The author was looking for an excuse to use Rust for something since 2018:

https://www.influxdata.com/blog/rust-can-be-difficult-to-lea...

The rewrite started in 2020... they rationalize now, but it's pretty clear they just really wanted Rust and found the reasons they list later as a post-decision justification. Nothing wrong with that, if you don't mind risking the future of your business on a risky rewrite... though if I had a job working on the Go code base and my employer suddenly announced we should drop everything and start a rewrite, so go learn Rust, which has a much smaller job pool in my area as far as I can see, I guess I would've been really pissed off and would leave as fast as possible.

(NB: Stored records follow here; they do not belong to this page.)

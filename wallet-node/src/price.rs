//! USD price feed for the native coin
//!
//! Public CoinGecko endpoint, no authentication required.

use chrono::Utc;
use reqwest::Client;
use rust_decimal::Decimal;
use serde::Deserialize;
use std::collections::HashMap;
use std::time::Duration;
use tracing::{debug, instrument};
use wallet_core::{MarketPrice, WalletError, WalletResult};

const COINGECKO_API_BASE: &str = "https://api.coingecko.com/api/v3";

/// CoinGecko id of the native coin
pub const DEFAULT_COIN_ID: &str = "qubic-network";

#[derive(Debug, Deserialize)]
struct CoinQuote {
    usd: Option<Decimal>,
}

/// Price feed client
#[derive(Debug, Clone)]
pub struct PriceClient {
    http: Client,
    base_url: String,
    coin_id: String,
}

impl PriceClient {
    pub fn new(timeout: Duration) -> WalletResult<Self> {
        Self::with_base_url(COINGECKO_API_BASE, DEFAULT_COIN_ID, timeout)
    }

    pub fn with_base_url(base_url: &str, coin_id: &str, timeout: Duration) -> WalletResult<Self> {
        let http = Client::builder()
            .timeout(timeout)
            .user_agent("LedgerWallet/1.0")
            .build()
            .map_err(|e| WalletError::internal(format!("Failed to create HTTP client: {}", e)))?;

        Ok(Self {
            http,
            base_url: base_url.trim_end_matches('/').to_string(),
            coin_id: coin_id.to_string(),
        })
    }

    /// Fetch the current USD price
    #[instrument(skip(self), fields(coin = %self.coin_id))]
    pub async fn fetch_usd(&self) -> WalletResult<MarketPrice> {
        let url = format!("{}/simple/price", self.base_url);
        debug!("Fetching coin price from: {}", url);

        let response = self
            .http
            .get(&url)
            .query(&[("ids", self.coin_id.as_str()), ("vs_currencies", "usd")])
            .send()
            .await
            .map_err(|e| WalletError::network(format!("Failed to fetch price: {}", e)))?;

        let status = response.status();
        if status.as_u16() == 429 {
            return Err(WalletError::rate_limited("Price feed rate limit hit"));
        }
        if !status.is_success() {
            return Err(WalletError::api(format!("Price feed error ({})", status)));
        }

        let body = response
            .text()
            .await
            .map_err(|e| WalletError::network(format!("Failed to read price response: {}", e)))?;

        let usd = parse_quote(&self.coin_id, &body)?;
        Ok(MarketPrice {
            usd,
            fetched_at: Utc::now(),
        })
    }
}

/// Pull `{coin_id: {usd}}` out of a simple/price body
fn parse_quote(coin_id: &str, body: &str) -> WalletResult<Decimal> {
    let quotes: HashMap<String, CoinQuote> = serde_json::from_str(body)
        .map_err(|e| WalletError::parse(format!("Failed to parse price response: {}", e)))?;

    quotes
        .get(coin_id)
        .and_then(|q| q.usd)
        .ok_or_else(|| WalletError::not_found(format!("No USD quote for {}", coin_id)))
}

#[cfg(test)]
mod tests {
    use super::*;
    use std::str::FromStr;

    #[test]
    fn test_parse_quote() {
        let usd = parse_quote("qubic-network", r#"{"qubic-network":{"usd":0.25}}"#).unwrap();
        assert_eq!(usd, Decimal::from_str("0.25").unwrap());
    }

    #[test]
    fn test_missing_quote() {
        let err = parse_quote("qubic-network", r#"{}"#).unwrap_err();
        assert!(matches!(err, WalletError::NotFound(_)));

        let err = parse_quote("qubic-network", r#"{"qubic-network":{}}"#).unwrap_err();
        assert!(matches!(err, WalletError::NotFound(_)));

        assert!(matches!(parse_quote("x", "oops"), Err(WalletError::Parse(_))));
    }
}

To be fair, we didn't drop everything and do a rewrite. Over the last 3.5 years (the length of time for this project), our total engineering team has ranged from 50-90 people. For the first year it was me and two other people. Then for the 2 years following that it was 9 people total.

It wasn't until late last year that we made the decision to go all in on the rewrite and made that the focus of everyone in engineering. And we did that because we had 4 years of experience trying to get v2 and Flux to be successful, with modest results.

Most of the time we were developing this version, we were spending massively more engineering effort on developing v2 or maintaining v1 for our customers.


I think that was a risky move, but sometimes you need to take risks to get high rewards, so I agree it's sometimes the best move given your circumstances... I imagine you made the calculation that this was a risk worth taking... do you already know if that is the case? Are your developers "happier"? Customers praising improved performance? More people applying for jobs due to Rust? Fewer bugs? Easier to implement features?


So what’s gonna happen for v1 and v2 ? cause the number of features you’re offering in v3 is gonna be difficult to maintain compared to v1, v2


We're going to continue to support our customers on v1 and v2. We're building migration tooling over to v3 for those that want it. We have multiple years of transition ahead of us, we expect to have customers on all 3 versions for quite a while.


Thanks for the info


>excuse to use rust

Using rust for any other reason than its the best option technically, is just fad chasing.


Smaller job pool?

How does learning Rust reduce your chances of getting a new job? Learning new stuff increases your chances, not decreasea them.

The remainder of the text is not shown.